Edmund Oslac Ironside, 2nd Baron Ironside (21 September 1924 – 13 January 2020) was a British hereditary peer, who sat in the House of Lords from 1959 to 1999. Prior to entering the Lords, he served in the Royal Navy and worked for Marconi.
Upon the death of his father, Field Marshal Lord Ironside, in 1959, he succeeded to the title.
1 Education and career
2 Marriage and children
Education and career
Educated at Tonbridge School, Ironside joined the Royal Navy in 1943. He served until 1952, when he retired with the rank of Lieutenant, and joined Marconi Company. He left Marconi in 1959, joining English Electric Leo Computers, moving to Cryosystems Ltd. in 1964. In 1968 he joined the International Research and Development Company, where he spent sixteen years, before moving to manage defence sales at Northern Engineering Industries in 1984. When they were acquired by Rolls Royce in 1989, he was kept on as a defence consultant, and finally retired from industrial work in 1995.
He was President of the Electric Vehicle Association and the European Electric Road Vehicle Association, the vice-president of the Institute of Patentees and Inventors, and the chairman of the advisory committee of the Science Reference Library. He also sat on the organising committee for the British Library at the time of its foundation in 1973, and was a member of the Court and the Council for City University and the University of Essex.

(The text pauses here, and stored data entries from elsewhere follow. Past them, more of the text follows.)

//! Activity log endpoints
//!
//! - `GET /activity/task/{taskId}` - Activities for a task
//! - `GET /activity/project/{projectId}` - Activities for a project
//! - `PUT /activity/{id}` - Update an entry's content
//! - `DELETE /activity/{id}` - Soft delete an entry

use hyper::body::Incoming;
use hyper::{Method, Request, Response, StatusCode};
use std::sync::Arc;

use crate::db::schemas::ActivityDoc;
use crate::routes::{
    error_response, not_found_response, ok_response, read_json_body, FullBody,
};
use crate::server::AppState;

/// Dispatch for /activity/* routes
pub async fn handle_activity_request(
    req: Request<Incoming>,
    state: Arc<AppState>,
    path: &str,
) -> Response<FullBody> {
    let method = req.method().clone();
    let subpath = path.strip_prefix("/activity").unwrap_or("").to_string();

    match (method, subpath.as_str()) {
        // GET /activity/task/{taskId}
        (Method::GET, p) if p.starts_with("/task/") => {
            let task_id = p.strip_prefix("/task/").unwrap_or("");
            handle_by_task(state, task_id).await
        }

        // GET /activity/project/{projectId}
        (Method::GET, p) if p.starts_with("/project/") => {
            let project_id = p.strip_prefix("/project/").unwrap_or("");
            handle_by_project(state, project_id).await
        }

        // PUT /activity/{id}
        (Method::PUT, p) if p.matches('/').count() == 1 => {
            let id = p.trim_start_matches('/').to_string();
            handle_update(req, state, &id).await
        }

        // DELETE /activity/{id}
        (Method::DELETE, p) if p.matches('/').count() == 1 => {
            let id = p.trim_start_matches('/');
            handle_soft_delete(state, id).await
        }

        _ => not_found_response(),
    }
}

async fn handle_by_task(state: Arc<AppState>, task_id: &str) -> Response<FullBody> {
    match state.activities.get_activities_by_task_id(task_id).await {
        Ok(activities) => ok_response(StatusCode::OK, activities, "Success"),
        Err(e) => error_response(e),
    }
}

async fn handle_by_project(state: Arc<AppState>, project_id: &str) -> Response<FullBody> {
    match state.activities.get_activities_by_project_id(project_id).await {
        Ok(activities) => ok_response(StatusCode::OK, activities, "Success"),
        Err(e) => error_response(e),
    }
}

async fn handle_update(
    req: Request<Incoming>,
    state: Arc<AppState>,
    id: &str,
) -> Response<FullBody> {
    let activity: ActivityDoc = match read_json_body(req).await {
        Ok(a) => a,
        Err(resp) => return resp,
    };

    match state.activities.update_activity(id, activity).await {
        Ok(updated) => ok_response(StatusCode::OK, updated, "Activity updated successfully"),
        Err(e) => error_response(e),
    }
}

async fn handle_soft_delete(state: Arc<AppState>, id: &str) -> Response<FullBody> {
    match state.activities.soft_delete_activity(id).await {
        Ok(activity) => ok_response(StatusCode::OK, activity, "Activity deleted successfully"),
        Err(e) => error_response(e),
    }
}
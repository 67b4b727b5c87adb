//! Sequence counter documents
//!
//! One document per named sequence, advanced atomically with `$inc` so two
//! concurrent creates can never be handed the same business id.

use serde::{Deserialize, Serialize};

/// Collection name for sequence counters
pub const COUNTER_COLLECTION: &str = "counters";

/// Sequence name for task business ids ("SC-%02d")
pub const TASK_SEQUENCE: &str = "tasks";

/// Sequence name for user business ids ("U-%02d")
pub const USER_SEQUENCE: &str = "users";

/// Counter document stored in MongoDB
#[derive(Serialize, Deserialize, Clone, Debug)]
pub struct CounterDoc {
    /// Sequence name
    #[serde(rename = "_id")]
    pub name: String,

    /// Last assigned value
    pub seq: i64,
}

/// Format a sequence value as a human-readable business id
///
/// Zero-padded to width 2; values past 99 simply widen ("SC-100").
pub fn format_sequence_id(prefix: &str, seq: i64) -> String {
    format!("{}-{:02}", prefix, seq)
}

#[cfg(test)]
mod tests {
    use super::*;

    #[test]
    fn pads_single_digits() {
        assert_eq!(format_sequence_id("SC", 1), "SC-01");
        assert_eq!(format_sequence_id("U", 9), "U-09");
    }

    #[test]
    fn leaves_two_digits_alone() {
        assert_eq!(format_sequence_id("SC", 42), "SC-42");
    }

    #[test]
    fn widens_past_ninety_nine() {
        assert_eq!(format_sequence_id("SC", 100), "SC-100");
        assert_eq!(format_sequence_id("U", 1234), "U-1234");
    }
}
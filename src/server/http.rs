//! HTTP server implementation
//!
//! Uses hyper http1 with TokioIo for async handling. Every response,
//! including preflights and errors, carries the CORS headers for the
//! configured frontend origin.

use hyper::body::Incoming;
use bytes::Bytes;
use http_body_util::Full;
use hyper::header::{
    HeaderValue, ACCESS_CONTROL_ALLOW_CREDENTIALS, ACCESS_CONTROL_ALLOW_HEADERS,
    ACCESS_CONTROL_ALLOW_METHODS, ACCESS_CONTROL_ALLOW_ORIGIN,
};
use hyper::server::conn::http1;
use hyper::service::service_fn;
use hyper::{Method, Request, Response, StatusCode};
use hyper_util::rt::TokioIo;
use std::net::SocketAddr;
use std::sync::Arc;
use tokio::net::TcpListener;
use tracing::{error, info};

use crate::config::Args;
use crate::db::MongoClient;
use crate::routes::{self, FullBody};
use crate::services::{ActivityService, ProjectService, TaskService, UserService};
use crate::types::{Result, SponsicoreError};

/// Shared application state
pub struct AppState {
    pub args: Args,
    pub users: UserService,
    pub projects: ProjectService,
    pub tasks: TaskService,
    pub activities: ActivityService,
}

impl AppState {
    /// Build all services over one Mongo connection and ensure indexes
    pub async fn new(args: Args, mongo: MongoClient) -> Result<Self> {
        let activities = ActivityService::new(&mongo).await?;
        Ok(Self {
            args,
            users: UserService::new(&mongo).await?,
            projects: ProjectService::new(&mongo).await?,
            tasks: TaskService::new(&mongo, activities.clone()).await?,
            activities,
        })
    }
}

/// Start the HTTP server
pub async fn run(state: Arc<AppState>) -> Result<()> {
    let listener = TcpListener::bind(state.args.listen).await?;

    info!(
        "Sponsicore listening on {} (db {})",
        state.args.listen, state.args.mongodb_db
    );

    loop {
        match listener.accept().await {
            Ok((stream, addr)) => {
                let state = Arc::clone(&state);
                tokio::spawn(async move {
                    let io = TokioIo::new(stream);

                    let service = service_fn(move |req| {
                        let state = Arc::clone(&state);
                        async move { handle_request(state, addr, req).await }
                    });

                    if let Err(err) = http1::Builder::new().serve_connection(io, service).await {
                        error!("Error serving connection from {}: {:?}", addr, err);
                    }
                });
            }
            Err(e) => {
                error!("Error accepting connection: {:?}", e);
            }
        }
    }
}

/// Route incoming HTTP requests
async fn handle_request(
    state: Arc<AppState>,
    addr: SocketAddr,
    req: Request<Incoming>,
) -> std::result::Result<Response<FullBody>, hyper::Error> {
    let method = req.method().clone();
    let path = req.uri().path().to_string();

    info!("[{}] {} {}", addr, method, path);

    let mut response = match (method, path.as_str()) {
        // CORS preflight
        (Method::OPTIONS, _) => preflight_response(),

        // Health check endpoints
        (Method::GET, "/health") | (Method::GET, "/healthz") => routes::health_check(),

        (Method::GET, "/version") => routes::version_info(),

        (_, p) if p == "/users" || p.starts_with("/users/") => {
            routes::handle_users_request(req, Arc::clone(&state), &path).await
        }

        (_, p) if p == "/projects" || p.starts_with("/projects/") => {
            routes::handle_projects_request(req, Arc::clone(&state), &path).await
        }

        (_, p) if p == "/tasks" || p.starts_with("/tasks/") => {
            routes::handle_tasks_request(req, Arc::clone(&state), &path).await
        }

        (_, p) if p.starts_with("/activity/") => {
            routes::handle_activity_request(req, Arc::clone(&state), &path).await
        }

        _ => routes::error_response(SponsicoreError::NotFound("Not found".to_string())),
    };

    apply_cors(&mut response, &state.args.allowed_origin);

    Ok(response)
}

/// Empty 204 for OPTIONS; apply_cors fills in the allow headers
fn preflight_response() -> Response<FullBody> {
    Response::builder()
        .status(StatusCode::NO_CONTENT)
        .body(Full::new(Bytes::new()))
        .unwrap()
}

fn apply_cors(response: &mut Response<FullBody>, origin: &str) {
    let headers = response.headers_mut();
    if let Ok(value) = HeaderValue::from_str(origin) {
        headers.insert(ACCESS_CONTROL_ALLOW_ORIGIN, value);
    }
    headers.insert(
        ACCESS_CONTROL_ALLOW_METHODS,
        HeaderValue::from_static("GET, POST, PUT, DELETE, OPTIONS"),
    );
    headers.insert(
        ACCESS_CONTROL_ALLOW_HEADERS,
        HeaderValue::from_static("Content-Type, Authorization"),
    );
    headers.insert(
        ACCESS_CONTROL_ALLOW_CREDENTIALS,
        HeaderValue::from_static("true"),
    );
}

#[cfg(test)]
mod tests {
    use super::*;

    #[test]
    fn cors_headers_cover_the_configured_origin() {
        let mut response = preflight_response();
        apply_cors(&mut response, "http://localhost:5173");

        assert_eq!(
            response.headers()[ACCESS_CONTROL_ALLOW_ORIGIN],
            "http://localhost:5173"
        );
        assert_eq!(response.headers()[ACCESS_CONTROL_ALLOW_CREDENTIALS], "true");
    }

    #[test]
    fn preflight_is_no_content() {
        assert_eq!(preflight_response().status(), StatusCode::NO_CONTENT);
    }
}
//! MongoDB persistence layer

pub mod mongo;
pub mod schemas;

pub use mongo::{IntoIndexes, MongoClient, MongoCollection};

He edited the second volume of his father's diaries, High Road to Command, published in 1972.
Marriage and children
Ironside married Audrey Marigold Morgan-Grenville (15 February 1931- 3 December 2015) on 29 April 1950. She was the daughter of Lt Col Hon Thomas George Breadalbane Morgan-Grenville, granddaughter of Mary Morgan-Grenville, 11th Lady Kinloss and great-granddaughter of Richard Temple-Nugent-Brydges-Chandos-Grenville, 3rd Duke of Buckingham and Chandos.
The couple had two children:
Hon Fiona Georgina Ironside (born 12 September 1954)
Charles Edmund Grenville Ironside, 3rd Baron Ironside (born 1 July 1956)
The family lived at Priory House, Boxted, Essex.
He inherited the peerage on his father's death in 1959, the day after his thirty-fifth birthday. However, he did not make his maiden speech until 1965, some six years later. From this point on, unlike his father, who had not spoken in the almost twenty years he held a peerage, Ironside took an increasingly active part in the House of Lords. During the 1970s and 1980s, he was a member of the European Community Select Committee, the Parliamentary and Scientific Committee, the All-Party Energy Studies Group, and, in the 1990s, the All-Party Defence Study Group. His contributions were mainly focused on scientific issues, though in later years he took an increased interest in defence procurement.
Under the House of Lords Act 1999, all but ninety-two hereditary peers lost their right to sit in the Lords. These ninety-two were selected by ballot, both from the whole House and by party groups; in the election of Conservative peers, Ironside received fifty-six votes, ranking him sixty-eighth out of 113 candidates. As only forty-two Conservatives were selected, Ironside ceased to have a seat in the Lords, and he declined to participate in any subsequent by-election to the Lords.